March 8, 2021
Flexible decision-making and short-term forecasts
How valuable are long-run predictions?
Historically, humans haven't been much better than groundhogs at making long-term weather predictions. But the shift to scientific, model-driven meteorology has changed things.
Five-day weather forecasts now are as accurate as one-day forecasts were in 1980. Modern 72-hour predictions of hurricane tracks are more accurate than 24-hour forecasts were 40 years ago. No one knows how far meteorologists can accurately push their forecasts, but they are trying.

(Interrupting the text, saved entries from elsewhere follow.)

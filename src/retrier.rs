//! Bounded-retry engine.
//!
//! Every RPC call made against the node or the remote signer goes through
//! here. Failed attempts are retried with exponential backoff - delay grows
//! as `initial * factor^(attempt - 1)`, capped at `maximum` - until the
//! operation either succeeds or the supplied cancellation token fires.

use std::future::Future;
use std::time::Duration;

use tokio_util::sync::CancellationToken;

use crate::settings::RetrySettings;

#[derive(Debug, Clone, Copy)]
pub struct RetryPolicy {
    pub initial_delay: Duration,
    pub max_delay: Duration,
    pub factor: f64,
}

impl From<&RetrySettings> for RetryPolicy {
    fn from(s: &RetrySettings) -> Self {
        Self { initial_delay: s.initial_delay, max_delay: s.max_delay, factor: s.factor }
    }
}

impl RetryPolicy {
    /// Delay to wait before retrying the `attempt`-th failed attempt (1-indexed:
    /// `attempt == 1` is the delay applied after the first failure).
    pub fn failure_delay(&self, attempt: u32) -> Duration {
        failure_delay(self.initial_delay, self.factor, self.max_delay, attempt)
    }
}

pub fn failure_delay(initial: Duration, factor: f64, maximum: Duration, attempt: u32) -> Duration {
    let scaled = initial.as_secs_f64() * factor.powi(attempt.saturating_sub(1) as i32);
    let capped = scaled.min(maximum.as_secs_f64()).max(0.0);
    Duration::from_secs_f64(capped)
}

/// Retries `attempt_fn` until it succeeds or `cancellation` fires, applying
/// the policy's backoff between attempts. `attempt_fn` receives the 1-indexed
/// attempt number, for logging.
pub async fn retry<T, Fut, F>(
    policy: &RetryPolicy,
    cancellation: &CancellationToken,
    name: &str,
    mut attempt_fn: F,
) -> anyhow::Result<T>
where
    F: FnMut(u32) -> Fut,
    Fut: Future<Output = anyhow::Result<T>>,
{
    let mut attempt: u32 = 1;
    loop {
        let result = tokio::select! {
            biased;
            _ = cancellation.cancelled() => {
                return Err(anyhow::anyhow!("{name}: cancelled before attempt {attempt}"));
            }
            result = attempt_fn(attempt) => result,
        };

        match result {
            Ok(value) => {
                crate::metrics::RPC_RETRY_COUNTER.with_label_values(&[name, "ok"]).inc();
                return Ok(value);
            },
            Err(error) => {
                crate::metrics::RPC_RETRY_COUNTER.with_label_values(&[name, "error"]).inc();
                let delay = policy.failure_delay(attempt);
                tracing::error!(
                    request_name = name,
                    attempt,
                    delay_ms = delay.as_millis() as u64,
                    "{name}: attempt {attempt} failed: {error}",
                );
                tokio::select! {
                    biased;
                    _ = cancellation.cancelled() => {
                        return Err(anyhow::anyhow!("{name}: cancelled while waiting to retry attempt {attempt}"));
                    }
                    _ = tokio::time::sleep(delay) => {},
                }
                attempt = attempt.saturating_add(1);
            },
        }
    }
}

#[cfg(test)]
mod tests {
    use super::*;
    use std::sync::atomic::{AtomicU32, Ordering};
    use std::sync::Arc;

    #[test]
    fn failure_delay_grows_exponentially_and_caps() {
        let initial = Duration::from_millis(100);
        let factor = 2.0;
        let max = Duration::from_secs(30);

        assert_eq!(failure_delay(initial, factor, max, 1), Duration::from_millis(100));
        assert_eq!(failure_delay(initial, factor, max, 2), Duration::from_millis(200));
        assert_eq!(failure_delay(initial, factor, max, 3), Duration::from_millis(400));
        // 100ms * 2^9 = 51200ms, capped to 30s
        assert_eq!(failure_delay(initial, factor, max, 10), max);
    }

    #[tokio::test]
    async fn retry_succeeds_after_transient_failures() {
        let policy = RetryPolicy {
            initial_delay: Duration::from_millis(1),
            max_delay: Duration::from_millis(10),
            factor: 2.0,
        };
        let token = CancellationToken::new();
        let calls = Arc::new(AtomicU32::new(0));

        let result = retry(&policy, &token, "test", |attempt| {
            let calls = calls.clone();
            async move {
                calls.fetch_add(1, Ordering::SeqCst);
                if attempt < 3 {
                    Err(anyhow::anyhow!("not yet"))
                } else {
                    Ok(attempt)
                }
            }
        })
        .await
        .unwrap();

        assert_eq!(result, 3);
        assert_eq!(calls.load(Ordering::SeqCst), 3);
    }

    #[tokio::test]
    async fn retry_stops_when_cancelled() {
        let policy = RetryPolicy {
            initial_delay: Duration::from_secs(5),
            max_delay: Duration::from_secs(5),
            factor: 1.0,
        };
        let token = CancellationToken::new();
        token.cancel();

        let result: anyhow::Result<()> =
            retry(&policy, &token, "test", |_attempt| async { Err(anyhow::anyhow!("never")) }).await;

        assert!(result.is_err());
    }
}
//! Prometheus metrics.
//!
//! The connector is embedded in a host process rather than run as its own
//! server, so this module only maintains the registry and renders it on
//! demand - the host decides how (or whether) to expose [`render`] on its
//! own HTTP surface.

use lazy_static::lazy_static;
use prometheus::{IntCounterVec, Opts, Registry};

lazy_static! {
    static ref REGISTRY: Registry = Registry::new();

    /// Outcome of each RPC attempt, labelled by method and outcome (ok/error/timeout).
    pub static ref RPC_RETRY_COUNTER: IntCounterVec = IntCounterVec::new(
        Opts::new("connector_rpc_attempts_total", "Count of RPC attempts made by the retry engine"),
        &["method", "outcome"],
    ).expect("metric succesfully created");

    /// Block cache hit/miss, labelled by lookup key kind (height/hash).
    pub static ref CACHE_LOOKUP_COUNTER: IntCounterVec = IntCounterVec::new(
        Opts::new("connector_block_cache_lookups_total", "Count of block cache lookups"),
        &["key_kind", "outcome"],
    ).expect("metric succesfully created");

    /// Outcome of each chain-tracker reconcile pass (duplicate/replace/append/rebuild).
    pub static ref RECONCILE_OUTCOME_COUNTER: IntCounterVec = IntCounterVec::new(
        Opts::new("connector_reconcile_outcomes_total", "Count of chain tracker reconcile outcomes"),
        &["outcome"],
    ).expect("metric succesfully created");
}

pub fn register_metrics() {
    REGISTRY
        .register(Box::new(RPC_RETRY_COUNTER.clone()))
        .expect("metric succesfully registered");
    REGISTRY
        .register(Box::new(CACHE_LOOKUP_COUNTER.clone()))
        .expect("metric succesfully registered");
    REGISTRY
        .register(Box::new(RECONCILE_OUTCOME_COUNTER.clone()))
        .expect("metric succesfully registered");
}

/// Renders the registry in the Prometheus text exposition format.
pub fn render() -> String {
    use prometheus::Encoder;
    let encoder = prometheus::TextEncoder::new();
    let mut buffer = Vec::new();
    if let Err(e) = encoder.encode(&REGISTRY.gather(), &mut buffer) {
        tracing::warn!("could not encode metrics: {e}");
    }
    String::from_utf8(buffer).unwrap_or_default()
}

#[cfg(test)]
mod tests {
    use super::*;

    #[test]
    fn render_includes_registered_metric_names() {
        register_metrics();
        RPC_RETRY_COUNTER.with_label_values(&["get_block", "ok"]).inc();
        let text = render();
        assert!(text.contains("connector_rpc_attempts_total"));
    }
}
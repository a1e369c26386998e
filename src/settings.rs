//! Configuration loading and validation.
//!
//! Config is layered the way the original connector's `config` section works:
//! a config file (TOML/YAML/JSON, whichever extension is given to `--config`)
//! overlaid with `CONNECTOR_`-prefixed environment variables, deserialized into
//! a single frozen [`Settings`] value. Construction fails fast on a known set
//! of fatal conditions (missing RPC URL, non-positive cache sizes, unknown
//! data format), each carrying the original's `FF...` error code so
//! operators can grep logs across both implementations.

use std::time::Duration;

use clap::Parser;
use config::{Config, Environment, File};
use serde::Deserialize;

use crate::errors::config_codes;

#[derive(Debug, Clone, Copy, PartialEq, Eq, Deserialize)]
#[serde(rename_all = "snake_case")]
pub enum DataFormat {
    Map,
    FlatArray,
    SelfDescribing,
}

impl DataFormat {
    fn parse(s: &str) -> Option<Self> {
        match s {
            "map" => Some(DataFormat::Map),
            "flat_array" => Some(DataFormat::FlatArray),
            "self_describing" => Some(DataFormat::SelfDescribing),
            _ => None,
        }
    }
}

#[derive(Debug, Clone, Deserialize)]
pub struct BlockchainSettings {
    /// Newer-revision alias for the node endpoint; preferred over `connector.url`
    /// when both are present.
    pub rpc: Option<String>,
    #[serde(default = "default_network")]
    pub network: String,
    pub signatory: Option<String>,
}

fn default_network() -> String {
    "mainnet".to_string()
}

#[derive(Debug, Clone, Deserialize)]
pub struct EventsSettings {
    #[serde(default = "default_checkpoint_block_gap")]
    pub checkpoint_block_gap: i64,
    #[serde(default = "default_catchup_page_size")]
    pub catchup_page_size: usize,
    #[serde(default = "default_catchup_threshold")]
    pub catchup_threshold: usize,
    #[serde(default = "default_true")]
    pub block_timestamps: bool,
    #[serde(default = "default_one_second")]
    pub filter_polling_interval: Duration,
}

fn default_checkpoint_block_gap() -> i64 {
    50
}
fn default_catchup_page_size() -> usize {
    500
}
fn default_catchup_threshold() -> usize {
    500
}
fn default_true() -> bool {
    true
}
fn default_one_second() -> Duration {
    Duration::from_secs(1)
}

impl Default for EventsSettings {
    fn default() -> Self {
        Self {
            checkpoint_block_gap: default_checkpoint_block_gap(),
            catchup_page_size: default_catchup_page_size(),
            catchup_threshold: default_catchup_threshold(),
            block_timestamps: default_true(),
            filter_polling_interval: default_one_second(),
        }
    }
}

#[derive(Debug, Clone, Deserialize)]
pub struct RetrySettings {
    #[serde(default = "default_retry_initial_delay")]
    pub initial_delay: Duration,
    #[serde(default = "default_retry_max_delay")]
    pub max_delay: Duration,
    #[serde(default = "default_retry_factor")]
    pub factor: f64,
}

fn default_retry_initial_delay() -> Duration {
    Duration::from_millis(100)
}
fn default_retry_max_delay() -> Duration {
    Duration::from_secs(30)
}
fn default_retry_factor() -> f64 {
    2.0
}

impl Default for RetrySettings {
    fn default() -> Self {
        Self {
            initial_delay: default_retry_initial_delay(),
            max_delay: default_retry_max_delay(),
            factor: default_retry_factor(),
        }
    }
}

#[derive(Debug, Clone, Deserialize)]
pub struct ConnectorSettings {
    /// Legacy node endpoint key, kept for backwards compatibility with the
    /// first revision's `connector.url`.
    pub url: Option<String>,
    pub blockchain: Option<BlockchainSettings>,
    #[serde(default = "default_one_second")]
    pub block_polling_interval: Duration,
    #[serde(default = "default_cache_size")]
    pub block_cache_size: i64,
    #[serde(default = "default_cache_size")]
    pub tx_cache_size: i64,
    #[serde(default = "default_data_format")]
    pub data_format: String,
    #[serde(default = "default_gas_estimation_factor")]
    pub gas_estimation_factor: f64,
    /// Upper bound on the simulated fee a prepared operation may carry, in
    /// mutez. Not named as a config key in the framework's own documentation,
    /// but its existence is required by the simulate/limit step - exposed here
    /// rather than hardcoded so operators can tune it per network.
    #[serde(default = "default_max_fee")]
    pub max_fee: i64,
    #[serde(default)]
    pub events: EventsSettings,
    #[serde(default)]
    pub retry: RetrySettings,
}

fn default_cache_size() -> i64 {
    250
}
fn default_data_format() -> String {
    "map".to_string()
}
fn default_gas_estimation_factor() -> f64 {
    1.5
}
fn default_max_fee() -> i64 {
    1_000_000
}

#[derive(Debug, Clone, Deserialize)]
pub struct Settings {
    pub connector: ConnectorSettings,
}

/// A [`Settings`] that has passed [`Settings::validate`] - RPC URL resolved,
/// cache sizes positive, data format recognised, catchup threshold clamped.
#[derive(Debug, Clone)]
pub struct ValidatedSettings {
    pub rpc_url: String,
    pub network: String,
    pub signatory_url: Option<String>,
    pub block_polling_interval: Duration,
    pub block_cache_size: usize,
    pub tx_cache_size: usize,
    pub data_format: DataFormat,
    pub gas_estimation_factor: f64,
    pub max_fee: i64,
    pub events: EventsSettings,
    pub retry: RetrySettings,
}

impl Settings {
    pub fn load(path: Option<&str>) -> anyhow::Result<Self> {
        let mut builder = Config::builder();
        if let Some(path) = path {
            builder = builder.add_source(File::with_name(path));
        }
        builder = builder.add_source(
            Environment::with_prefix("CONNECTOR")
                .separator("__")
                .try_parsing(true),
        );
        let config = builder.build()?;
        Ok(config.try_deserialize()?)
    }

    /// Validates the fatal-construction conditions documented above, returning
    /// a [`ValidatedSettings`] that downstream components can rely on without
    /// re-checking invariants.
    pub fn validate(self) -> anyhow::Result<ValidatedSettings> {
        let c = self.connector;

        let using_new_surface = c.blockchain.is_some();
        let rpc_url = c
            .blockchain
            .as_ref()
            .and_then(|b| b.rpc.clone())
            .or(c.url)
            .ok_or_else(|| {
                if using_new_surface {
                    anyhow::anyhow!(
                        "{}: missing required configuration connector.blockchain.rpc",
                        config_codes::MISSING_RPC_URL
                    )
                } else {
                    anyhow::anyhow!(
                        "{}: missing required configuration connector.url",
                        config_codes::MISSING_RPC_URL_LEGACY
                    )
                }
            })?;

        if c.block_cache_size <= 0 || c.tx_cache_size <= 0 {
            anyhow::bail!(
                "{}: blockCacheSize and txCacheSize must be positive (got block={}, tx={})",
                config_codes::INVALID_CACHE_SIZE,
                c.block_cache_size,
                c.tx_cache_size
            );
        }

        let data_format = DataFormat::parse(&c.data_format).ok_or_else(|| {
            anyhow::anyhow!(
                "{}: invalid dataFormat '{}' (expected map, flat_array, or self_describing)",
                config_codes::INVALID_DATA_FORMAT,
                c.data_format
            )
        })?;

        let mut events = c.events;
        if events.catchup_threshold < events.catchup_page_size {
            tracing::warn!(
                "events.catchupThreshold ({}) is lower than events.catchupPageSize ({}), raising it to match",
                events.catchup_threshold,
                events.catchup_page_size
            );
            events.catchup_threshold = events.catchup_page_size;
        }

        let network = c
            .blockchain
            .as_ref()
            .map(|b| b.network.clone())
            .unwrap_or_else(default_network);
        let signatory_url = c.blockchain.as_ref().and_then(|b| b.signatory.clone());

        Ok(ValidatedSettings {
            rpc_url,
            network,
            signatory_url,
            block_polling_interval: c.block_polling_interval,
            block_cache_size: c.block_cache_size as usize,
            tx_cache_size: c.tx_cache_size as usize,
            data_format,
            gas_estimation_factor: c.gas_estimation_factor,
            max_fee: c.max_fee,
            events,
            retry: c.retry,
        })
    }

    /// Renders every known configuration key as markdown, for the `docs` CLI
    /// subcommand.
    pub fn describe() -> String {
        let rows = [
            ("connector.url", "string", "URL of JSON/RPC endpoint for the Tezos node/gateway"),
            ("connector.blockchain.rpc", "string", "Alias for connector.url in later revisions"),
            ("connector.blockchain.network", "string", "Network parameters to use (default: mainnet)"),
            ("connector.blockchain.signatory", "string", "Base URL of the remote signer"),
            ("connector.dataFormat", "map,flat_array,self_describing", "Configure the JSON data format for query output and events"),
            ("connector.gasEstimationFactor", "float", "The factor to apply to the gas estimation to determine the gas limit"),
            ("connector.maxFee", "int", "Upper bound, in mutez, a simulated operation's fee may not exceed"),
            ("connector.blockCacheSize", "int", "Maximum of blocks to hold in the block info cache"),
            ("connector.txCacheSize", "int", "Maximum of transactions to hold in the transaction info cache"),
            ("connector.blockPollingInterval", "duration", "Interval for polling to check for new blocks"),
            ("connector.events.blockTimestamps", "bool", "Whether to include the block timestamps in the event information"),
            ("connector.events.catchupPageSize", "int", "Number of blocks to query per poll when catching up to the head of the blockchain"),
            ("connector.events.catchupThreshold", "int", "How many blocks behind the chain head a listener must be on startup, to enter catchup mode"),
            ("connector.events.checkpointBlockGap", "int", "Number of blocks at the head of the chain considered unstable after a re-org"),
            ("connector.events.filterPollingInterval", "duration", "The interval between polling calls to a filter"),
            ("connector.retry.initialDelay", "duration", "Initial delay before the first retry"),
            ("connector.retry.maxDelay", "duration", "Maximum delay between retries"),
            ("connector.retry.factor", "float", "Exponential backoff factor applied between retries"),
        ];
        let mut out = String::from("| Key | Type | Description |\n|---|---|---|\n");
        for (key, ty, desc) in rows {
            out.push_str(&format!("| `{key}` | {ty} | {desc} |\n"));
        }
        out
    }
}

/// CLI surface for the binary entrypoint: configuration path plus the
/// version/docs utility subcommands.
#[derive(Debug, Parser)]
#[command(name = "tezosconnect")]
pub struct CommandLineOptions {
    /// Path to the configuration file.
    #[arg(short = 'f', long = "config")]
    pub config: Option<String>,

    #[command(subcommand)]
    pub command: Option<Command>,
}

#[derive(Debug, Parser)]
pub enum Command {
    /// Print the connector version.
    Version {
        #[arg(short = 'o', long = "output", default_value = "json")]
        output: String,
        #[arg(short = 's', long = "short")]
        short: bool,
    },
    /// Print the config info as markdown.
    Docs,
}

#[cfg(test)]
mod tests {
    use super::*;

    fn base_settings() -> Settings {
        Settings {
            connector: ConnectorSettings {
                url: Some("https://node.example/".to_string()),
                blockchain: None,
                block_polling_interval: default_one_second(),
                block_cache_size: default_cache_size(),
                tx_cache_size: default_cache_size(),
                data_format: default_data_format(),
                gas_estimation_factor: default_gas_estimation_factor(),
                max_fee: default_max_fee(),
                events: EventsSettings::default(),
                retry: RetrySettings::default(),
            },
        }
    }

    #[test]
    fn missing_legacy_rpc_url_is_fatal_with_legacy_code() {
        let mut s = base_settings();
        s.connector.url = None;
        let err = s.validate().unwrap_err();
        assert!(err.to_string().contains(config_codes::MISSING_RPC_URL_LEGACY));
    }

    #[test]
    fn missing_new_surface_rpc_url_is_fatal_with_new_code() {
        let mut s = base_settings();
        s.connector.url = None;
        s.connector.blockchain = Some(BlockchainSettings {
            rpc: None,
            network: default_network(),
            signatory: None,
        });
        let err = s.validate().unwrap_err();
        assert!(err.to_string().contains(config_codes::MISSING_RPC_URL));
        assert!(!err.to_string().contains(config_codes::MISSING_RPC_URL_LEGACY));
    }

    #[test]
    fn non_positive_cache_size_is_fatal() {
        let mut s = base_settings();
        s.connector.block_cache_size = 0;
        let err = s.validate().unwrap_err();
        assert!(err.to_string().contains(config_codes::INVALID_CACHE_SIZE));
    }

    #[test]
    fn invalid_data_format_is_fatal() {
        let mut s = base_settings();
        s.connector.data_format = "xml".to_string();
        let err = s.validate().unwrap_err();
        assert!(err.to_string().contains(config_codes::INVALID_DATA_FORMAT));
    }

    #[test]
    fn catchup_threshold_is_raised_to_page_size() {
        let mut s = base_settings();
        s.connector.events.catchup_page_size = 500;
        s.connector.events.catchup_threshold = 10;
        let validated = s.validate().unwrap();
        assert_eq!(validated.events.catchup_threshold, 500);
    }

    #[test]
    fn blockchain_rpc_takes_precedence_over_legacy_url() {
        let mut s = base_settings();
        s.connector.blockchain = Some(BlockchainSettings {
            rpc: Some("https://newer.example/".to_string()),
            network: "ghostnet".to_string(),
            signatory: Some("https://signer.example/".to_string()),
        });
        let validated = s.validate().unwrap();
        assert_eq!(validated.rpc_url, "https://newer.example/");
        assert_eq!(validated.network, "ghostnet");
    }
}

It’s a hopeful story of scientific advancement, which researchers in numerous fields—from economics to infectious diseases—are looking to replicate. And many policymakers are backing modelers with substantial amounts of resources.
However, it’s not clear to economist Antony Millner that pushing scientific models further and further into the future is always worthwhile.
“In the back of my mind, I had this constant feeling that we're not good at forecasting the long run,” Millner told the AEA in an interview. “But that doesn't mean that we should be putting effort into improving long-term predictions, because we need to filter those metrics of forecast skill through people's decision processes.”
In a paper in the February issue of the American Economic Journal: Microeconomics, Millner and his coauthor Daniel Heyen laid out a model that can help decision-makers think through whether, and when, long-run predictions are important.
Their work has important lessons for many areas of forecasting research and long-run decision-making.
Think about what you're likely to know in the future when you make those decisions and keep conscious of the fact that you can always adjust.
Some of the earliest efforts at forecasting have been about the weather. Understanding seasonal weather variation is essential for societies that rely on farming.
For instance, farmers need to know what crops to plant at the beginning of the growing season because they can’t change their crops if the weather doesn’t cooperate in a couple months. They have one shot at getting it right, so they need reliable information to make the best decision.
In contrast, Millner and Heyen noticed that many of the problems facing today’s decision-makers seeking to adapt to long-run changes are not like this.
Instead, planners are often able to make adjustments to their decisions repeatedly over time, and have access to a constant flow of new information when doing so. Short-run forecasts play an important role in informing adaptation strategies.
The researchers showed in a simplified model that the relative importance of short-run and long-run predictions depends crucially on how costly it is to make adjustments to one’s decisions. If relatively cheap adjustments can be made, accurate short-run predictions are much more valuable than long-run predictions. This may still be true even if adjustment is costly.
One area where this trade-off may be especially important is in adapting to climate change.
While climate models provide high-quality information about long-run changes in the global climate, predictions at the local level are much less certain. Nevertheless, the authors’ research suggests that relatively short-run forecasts could still be valuable to local policymakers. In other words, accurate long-run predictions may not always be necessary to successfully adapt to climate change.
Overall, the authors’ work indicates that, in some cases, policymakers might be better off improving short-term predictions with better data than pushing models further into the future.
“Think about what information would be useful for you to acquire; don't just think about what you don't know,” Millner said. “Think about what you're likely to know in the future when you make those decisions and keep conscious of the fact that you can always adjust.”